Senior inmates are soon expected to comprise a third of the population of American prisons and the correction system is ill prepared to care for growing numbers of sick and elderly prisoners. According to a recent New York Times report, Federal inmates are considered elderly once they reach the age of 50 due to a poor diet, stress and lack of medical care. And although elderly inmates are far less likely to participate in repeated criminal activity following release, few aging inmates are considered for early compassionate release.
Older prisoners will increasingly cost the prison system more and more as elderly inmates require additional medical care, help with feeding or bathing and accessible housing for wheelchairs and walkers. Until the state and federal systems makes policy changes which loosen up the very tight regulations for compassionate release, our prison systems are heading for a crisis. Nearly 30 years ago, terminally ill inmates were given the ability to apply for compassionate early release but many die while incarcerated waiting for their request to make it’s way through the system.
Aging inmates cost two to three times more than younger prisoners, an average of $100,000 more per inmate each year according to the National Institute of Corrections. The hardships of prison life, a history of substance abuse and poor health before prison all contribute to the declining health and more rapid aging of older inmates. Data from the U.S. Department of Justice shows that from 1999 to 2014, the number of state and federal prisoners over the age of 55 increase 250 per cent while the number of younger prisoners only grew 8 per cent during the same time period.

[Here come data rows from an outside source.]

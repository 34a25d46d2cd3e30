//! atelier-features: offline catalog enrichment.
//!
//! Generates product feature maps (default) or per-variant brightness
//! (`--brightness`) for the whole catalog or a single item.

use std::path::Path;
use std::process::ExitCode;
use std::sync::Arc;

use clap::Parser;
use tracing::{error, info};
use tracing_appender::non_blocking::WorkerGuard;
use tracing_subscriber::{layer::SubscriberExt, util::SubscriberInitExt};
use uuid::Uuid;

use atelier_core::defaults::{CATEGORY_SCHEMAS_PATH, DATABASE_URL};
use atelier_core::{CategorySchemas, ProductFeatureStore};
use atelier_db::{log_pool_metrics, Database, PgProductRepository};
use atelier_inference::OllamaBackend;
use atelier_jobs::{
    BatchConfig, BatchReport, BatchRunner, BrightnessDetector, FeatureGenerator, FsImageLoader,
    ItemHandler,
};

#[derive(Parser)]
#[command(name = "atelier-features")]
#[command(author, version, about = "Generate product features and variant brightness")]
struct Cli {
    /// Number of items processed concurrently (default: FEATURE_WORKERS or 5)
    #[arg(short, long)]
    workers: Option<usize>,

    /// Detect variant brightness instead of product features
    #[arg(short, long)]
    brightness: bool,

    /// Process a single product (or, with --brightness, its variants)
    #[arg(short, long)]
    product: Option<Uuid>,
}

fn init_logging() -> Option<WorkerGuard> {
    let log_format = std::env::var("LOG_FORMAT").unwrap_or_else(|_| "text".to_string());
    let log_ansi = std::env::var("LOG_ANSI")
        .ok()
        .map(|v| v == "true" || v == "1");
    let env_filter = tracing_subscriber::EnvFilter::try_from_default_env()
        .unwrap_or_else(|_| "atelier_jobs=info,atelier_inference=info".into());
    let registry = tracing_subscriber::registry().with(env_filter);

    match std::env::var("LOG_FILE").ok() {
        Some(path) => {
            let path = Path::new(&path);
            let dir = path.parent().unwrap_or(Path::new("."));
            let file_name = path
                .file_name()
                .and_then(|f| f.to_str())
                .unwrap_or("atelier-features.log");
            let (writer, guard) =
                tracing_appender::non_blocking(tracing_appender::rolling::daily(dir, file_name));
            if log_format == "json" {
                registry
                    .with(tracing_subscriber::fmt::layer().json().with_writer(writer))
                    .init();
            } else {
                registry
                    .with(
                        tracing_subscriber::fmt::layer()
                            .with_writer(writer)
                            .with_ansi(log_ansi.unwrap_or(false)),
                    )
                    .init();
            }
            Some(guard)
        }
        None => {
            if log_format == "json" {
                registry
                    .with(tracing_subscriber::fmt::layer().json().with_writer(std::io::stderr))
                    .init();
            } else {
                let mut layer = tracing_subscriber::fmt::layer().with_writer(std::io::stderr);
                if let Some(ansi) = log_ansi {
                    layer = layer.with_ansi(ansi);
                }
                registry.with(layer).init();
            }
            None
        }
    }
}

async fn run(cli: Cli) -> anyhow::Result<BatchReport> {
    let database_url = std::env::var("DATABASE_URL").unwrap_or_else(|_| DATABASE_URL.to_string());
    let db = Database::connect(&database_url).await?;
    let store = Arc::new(PgProductRepository::new(db.pool.clone()));
    let backend = Arc::new(OllamaBackend::from_env());
    let images = Arc::new(FsImageLoader::from_env());

    let mut config = BatchConfig::from_env();
    if let Some(workers) = cli.workers {
        config = config.with_workers(workers);
    }

    let (handler, ids): (Arc<dyn ItemHandler>, Vec<Uuid>) = if cli.brightness {
        let ids = match cli.product {
            Some(product_id) => store
                .get_product(product_id)
                .await?
                .map(|p| p.variants.iter().map(|v| v.id).collect::<Vec<_>>())
                .ok_or_else(|| anyhow::anyhow!("product {} not found", product_id))?,
            None => store.list_variant_ids().await?,
        };
        let handler: Arc<dyn ItemHandler> =
            Arc::new(BrightnessDetector::new(store.clone(), backend, images));
        (handler, ids)
    } else {
        let schemas_path = std::env::var("CATEGORY_SCHEMAS_PATH")
            .unwrap_or_else(|_| CATEGORY_SCHEMAS_PATH.to_string());
        let schemas = Arc::new(CategorySchemas::from_path(&schemas_path)?);
        let ids = match cli.product {
            Some(product_id) => vec![product_id],
            None => store.list_product_ids().await?,
        };
        let handler: Arc<dyn ItemHandler> =
            Arc::new(FeatureGenerator::new(store.clone(), backend, schemas, images));
        (handler, ids)
    };

    let job = handler.name();
    info!(job, items = ids.len(), "Starting enrichment");
    let report = BatchRunner::new(config).run(handler, ids).await;
    log_pool_metrics(&db.pool, job);
    Ok(report)
}

#[tokio::main]
async fn main() -> ExitCode {
    dotenvy::dotenv().ok();
    let _log_guard = init_logging();
    let cli = Cli::parse();

    match run(cli).await {
        Ok(report) => {
            println!(
                "total={} succeeded={} skipped={} failed={}",
                report.total, report.succeeded, report.skipped, report.failed
            );
            if report.failed > 0 {
                ExitCode::from(2)
            } else {
                ExitCode::SUCCESS
            }
        }
        Err(e) => {
            error!(error = %e, "Enrichment aborted");
            eprintln!("Error: {e:#}");
            ExitCode::FAILURE
        }
    }
}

And it’s not only men aging behind bars. Many women, often imprisoned for murdering their abusive spouses or partners are facing old age in prison where they have difficulty getting proper eyeglasses or dentures and as their mobility declines, can be at greater risk for injury. Showering, eating and moving around facilities not designed for the elderly become unmanageable for older adults living in prison. Even more vulnerable are those with cognitive impairment. Some will die in prison handcuffed to a hospital bed.